I am rarely summoned: and I just as seldom volunteer. [C] My master qualities, liberty and laziness, are qualities which are diametrically opposed to such a trade. [B] We do not know how to distinguish the faculties of men: they have fine divisions and their boundaries are hard to select. To infer a capacity for the affairs of State from a capacity for private affairs is to make I bad inference. A man may control himself but not others, [C] being able to produce Essays but nothing effective; another [B] may organize a good siege but not a battle he may speak well in private but badly in public or before his prince. Indeed, evidence that he can do one perhaps suggests that he cannot do the other.

[C] I find that higher intellects are hardly less suited to lowlier matters than lowly intellects are to the higher. Who would ever have expected Socrates to have furnished the Athenians with a good laugh at his expense because he was never able to add up the votes of his tribe and report them
to the Council?
135
The veneration that I feel for the perfections of that great man certainly deserves that it should be his fortune to supply such a magnificent example to excuse my chief imperfections!

[B] Our ability is chopped up into little bits. My own has no breadth, and is also numerically weak. Saturninus said to those who had conferred on him the supreme command: ‘You have lost a fine captain, Comrades, to make a poor general.’

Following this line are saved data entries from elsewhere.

#[derive(Debug, Clone, Serialize, Deserialize)]
pub struct BankrollConfig {
    /// Starting purse (default: 0.1)
    pub initial_capital: Decimal,
    /// Standard stake per Martingale level, level 1 first
    pub progression: Vec<Decimal>,
    /// Smallest stake ever recommended (default: 0.001)
    pub min_stake: Decimal,
    /// Share of full Kelly used for alternatives (default: 0.25)
    pub kelly_multiplier: f64,
    /// Share of initial capital below which the purse is in emergency (default: 0.20)
    pub emergency_threshold: f64,
    /// Largest total one escalation may stake; a loss that would push past it ends the sequence
    pub max_sequence_loss: Option<Decimal>,
}

impl Default for BankrollConfig {
    fn default() -> Self {
        Self {
            initial_capital: dec!(0.1),
            progression: vec![dec!(0.001), dec!(0.002), dec!(0.004), dec!(0.008), dec!(0.016)],
            min_stake: dec!(0.001),
            kelly_multiplier: 0.25,
            emergency_threshold: 0.20,
            max_sequence_loss: None,
        }
    }
}

impl BankrollConfig {
    pub fn validate(&self) -> Result<(), ConfigError> {
        if self.initial_capital <= Decimal::ZERO {
            return Err(ConfigError::InvalidInitialCapital(self.initial_capital));
        }
        let first_step = *self.progression.first().ok_or(ConfigError::EmptyProgression)?;
        if let Some(level) = self
            .progression
            .iter()
            .enumerate()
            .position(|(i, step)| *step <= Decimal::ZERO || (i > 0 && *step <= self.progression[i - 1]))
        {
            return Err(ConfigError::InvalidProgression { level: level + 1 });
        }
        if self.min_stake > first_step {
            return Err(ConfigError::MinStakeAboveProgression {
                min_stake: self.min_stake,
                first_step,
            });
        }
        if !(self.kelly_multiplier > 0.0 && self.kelly_multiplier <= 1.0) {
            return Err(ConfigError::InvalidKellyMultiplier(self.kelly_multiplier));
        }
        if !(self.emergency_threshold > 0.0 && self.emergency_threshold < 1.0) {
            return Err(ConfigError::InvalidEmergencyThreshold(self.emergency_threshold));
        }
        Ok(())
    }
}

Anyone who, in an ailing time like ours, boasts that he can bring a naïve and pure virtue to this world’s service either has no idea what virtue is, since our opinions are corrupted along with our morals – indeed, just listen to them describing it; listen to most of them vaunting of their deeds and formulating their rules: instead of describing virtue they are describing pure injustice and vice, and they present it, thus falsified, in the education of princes – or else, if he does have some notion of it, he boasts wrongfully and, say what he will, does hundreds of things for which his conscience condemns him. In similar circumstances Seneca’s account of his experience I would readily believe, provided that he would talk to me about it unreservedly. In such straits the most honourable mark of goodness consists in freely acknowledging your defects and those of others, while using your powers to resist and retard the slide towards evil, having to be dragged down that slope, while hoping for improvement and desiring improvement.

During the divisions into which we are fallen, tearing France limb from limb, each man, I notice, strives to defend his cause, but even the best of them with deception and lies. Anyone who wrote bluntly about it would do so inadequately and ill-advisedly, since even the juster party is itself a limb of that rotten, worm-eaten body. Yet in such a body the least affected limb is termed healthy – rightly so: since our qualities are valid only by comparison, civil integrity is measured according to time and place. I would like to see, I must say, Agesilaus praised as follows in Xenophon!